The first hurdle is the Champagne Trolley, something I am not a fan off. If I want a glass I prefer to check the wine list first to make sure I know what I am getting, so we just stuck to tap water while we made our menu selection. Despite the hefty prices you can still go down the less expensive route by ordering from the Gourmet Rapide Menu.  However as we wanted to get the full experience on our first visit we opted for the regular Tasting Menu (it is expensive, but as you will see from this post – you do get a lot for your money) and asked the Sommelier to recommend a bottle of wine that would suit the whole menu. He selected a reasonably priced bottle of Irouleguy, Xuri d’Ansa 2004 that was drinkable both on its own and as an accompaniment to the food.

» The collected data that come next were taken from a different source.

//! Drives redemption of every (code, game, platform) permutation for one run.
use std::collections::HashMap;
use std::time::Duration;

use anyhow::Result;
use indexmap::IndexSet;
use tracing::{debug, info, warn};

use crate::aggregator::KeyMap;
use crate::database_ops::KeyStore;
use crate::models::{Game, Key, Platform};
use crate::notify::{notify_best_effort, Notifier};
use crate::shift::{RedemptionClient, Status};
use crate::summary::RunSummary;

pub const INITIAL_BACKOFF: Duration = Duration::from_secs(60);
pub const MAX_BACKOFF: Duration = Duration::from_secs(300);

pub const TRY_LATER_TITLE: &str = "SHiFT Redemption: Try Later";
pub const TRY_LATER_BODY: &str = "Redemption stopped: SHiFT hourly limit reached.";

/// Sleep schedule for consecutive SLOWDOWN answers on one permutation.
#[derive(Debug, Clone, Copy)]
pub struct Backoff {
    current: Duration,
    max: Duration,
}

impl Backoff {
    pub fn new(initial: Duration, max: Duration) -> Self {
        Self {
            current: initial.min(max),
            max,
        }
    }

    /// Delay to wait now; doubles the following one up to the cap.
    pub fn next_delay(&mut self) -> Duration {
        let delay = self.current;
        self.current = (self.current * 2).min(self.max);
        delay
    }
}

impl Default for Backoff {
    fn default() -> Self {
        Self::new(INITIAL_BACKOFF, MAX_BACKOFF)
    }
}

#[derive(Debug, Clone, Copy, PartialEq, Eq, Default)]
pub enum GoldenFilter {
    #[default]
    Any,
    GoldenOnly,
    NonGoldenOnly,
}

#[derive(Debug, Clone)]
pub struct RedeemOptions {
    pub games: Vec<Game>,
    pub platforms: Vec<Platform>,
    pub filter: GoldenFilter,
}

#[derive(Debug, Clone, Copy, PartialEq, Eq)]
enum Skip {
    AlreadyRedeemed,
    NotGolden,
    Golden,
    BudgetExhausted,
    BudgetInsufficient,
}

fn skip_reason(key: &Key, golden: u32, filter: GoldenFilter, budget: u32) -> Option<Skip> {
    if key.redeemed {
        return Some(Skip::AlreadyRedeemed);
    }
    match filter {
        GoldenFilter::GoldenOnly if golden == 0 => return Some(Skip::NotGolden),
        GoldenFilter::NonGoldenOnly if golden > 0 => return Some(Skip::Golden),
        _ => {}
    }
    if golden > 0 {
        if budget == 0 {
            return Some(Skip::BudgetExhausted);
        }
        if golden > budget {
            return Some(Skip::BudgetInsufficient);
        }
    }
    None
}

/// Every distinct code crossed with the requested games and platforms.
///
/// Triples present in `keys` keep their stored reward and redemption flag;
/// the rest become placeholders.
pub fn permutations(keys: &KeyMap, games: &[Game], platforms: &[Platform]) -> Vec<Key> {
    let mut codes: IndexSet<&str> = IndexSet::new();
    let mut known: HashMap<(&str, Game, Platform), &Key> = HashMap::new();
    for key in keys.values().flat_map(|by_platform| by_platform.values()).flatten() {
        codes.insert(key.code.as_str());
        known.entry(key.triple()).or_insert(key);
    }

    let mut out = Vec::with_capacity(codes.len() * games.len() * platforms.len());
    for code in &codes {
        for game in games {
            for platform in platforms {
                let key = match known.get(&(*code, *game, *platform)) {
                    Some(key) => (*key).clone(),
                    None => Key::placeholder(*code, *game, *platform),
                };
                out.push(key);
            }
        }
    }
    out
}

pub struct Orchestrator<'a> {
    store: &'a mut dyn KeyStore,
    client: &'a dyn RedemptionClient,
    notifier: &'a dyn Notifier,
}

impl<'a> Orchestrator<'a> {
    pub fn new(
        store: &'a mut dyn KeyStore,
        client: &'a dyn RedemptionClient,
        notifier: &'a dyn Notifier,
    ) -> Self {
        Self {
            store,
            client,
            notifier,
        }
    }

    /// Attempt each permutation once. Per-permutation failures land in
    /// `summary`; `budget` shrinks by the golden units of each success.
    pub async fn redeem_all(
        &mut self,
        keys: &KeyMap,
        opts: &RedeemOptions,
        budget: &mut u32,
        summary: &mut RunSummary,
    ) {
        if opts.filter == GoldenFilter::GoldenOnly && *budget == 0 {
            info!("Not redeeming anything because the golden key limit is 0");
            return;
        }

        for key in permutations(keys, &opts.games, &opts.platforms) {
            let golden = key.golden_units();
            if let Some(reason) = skip_reason(&key, golden, opts.filter, *budget) {
                debug!(code = %key.code, game = %key.game, platform = %key.platform,
                    ?reason, "skipping");
                continue;
            }

            match self.redeem_with_backoff(&key).await {
                Ok(Status::Success) => {
                    *budget -= golden;
                    summary.record_success(&key);
                    if golden > 0 {
                        info!(remaining = *budget, "Redeeming another {budget} golden keys");
                    }
                }
                Ok(Status::TryLater) => {
                    summary.record_failure();
                    notify_best_effort(self.notifier, TRY_LATER_TITLE, TRY_LATER_BODY).await;
                }
                Ok(_) => summary.record_failure(),
                Err(err) => {
                    warn!(code = %key.code, platform = %key.platform, error = %err,
                        "redemption attempt failed");
                    summary.record_error(format!("{} ({}): {err:#}", key.code, key.platform));
                }
            }
        }
        info!("No more keys left!");
    }

    async fn redeem_with_backoff(&mut self, key: &Key) -> Result<Status> {
        let mut backoff = Backoff::default();
        loop {
            let status = self.attempt(key).await?;
            if status != Status::SlowDown {
                return Ok(status);
            }
            let delay = backoff.next_delay();
            info!(code = %key.code, platform = %key.platform, delay_secs = delay.as_secs(),
                "Trying again in {} seconds", delay.as_secs());
            tokio::time::sleep(delay).await;
        }
    }

    async fn attempt(&mut self, key: &Key) -> Result<Status> {
        info!(
            "Trying to redeem {} ({}) on platform {}",
            key.reward, key.code, key.platform
        );
        let status = self
            .client
            .redeem(&key.code, key.game, key.platform)
            .await?;
        debug!(%status, code = %key.code, "redeem returned");

        if status.is_terminal() && !key.synthesized {
            self.store.mark_redeemed(key).await?;
        }
        info!("  {}", status.message(key));

        if status == Status::Success {
            notify_best_effort(
                self.notifier,
                &format!("SHiFT Key Redeemed: {}", key.reward),
                &format!("Redeemed {} ({}) on {}", key.reward, key.code, key.platform),
            )
            .await;
        }
        Ok(status)
    }
}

Next came the bread, served with some rather spectacular tasting seaweed butter. Then the feast began.   We had a wonderful array of beautifully presented dishes served by Sketches very efficient staff.  Ironically though the presentation and service did eclipse the food a bit.  The food was very good, don’t get me wrong.  The Foie Gras Terrine with Mackerel Bouillon and Clams was an excellent start.  The Marinated Stone Bass, Peas, Spring Cabbage, Mint and
Smoked Lardons was quite lovely, nice flavour combinations and textures.  The huge King Scallop served with Nettle Cream, Haddock, Watercress Salad, Seaweed Butter and Rhubarb was fabulous. One of these could have been turned into a dozen servings at Apsleys (who served up scallop slivers rather than the more generous presentation delivered by Sketch) and the other dishes were enjoyable too. They just didn’t quite meet our expectations, which were perhaps a little too high, due to the rather excessive hype that Sketch gets.  We found ourselves inevitably making comparisons with meals we had in other restaurants. It wasn’t in the same class as Le Bristol in Paris (although the menu was very similar to the one we had there a few years back – especially the lobster and sweet bread dishes).  Moments at the Mandarin in Barcelona had the edge on food presentation and taste.  The Ledbury, The Kitchin and Tom Aikens (at his peak) also won on the flavour front.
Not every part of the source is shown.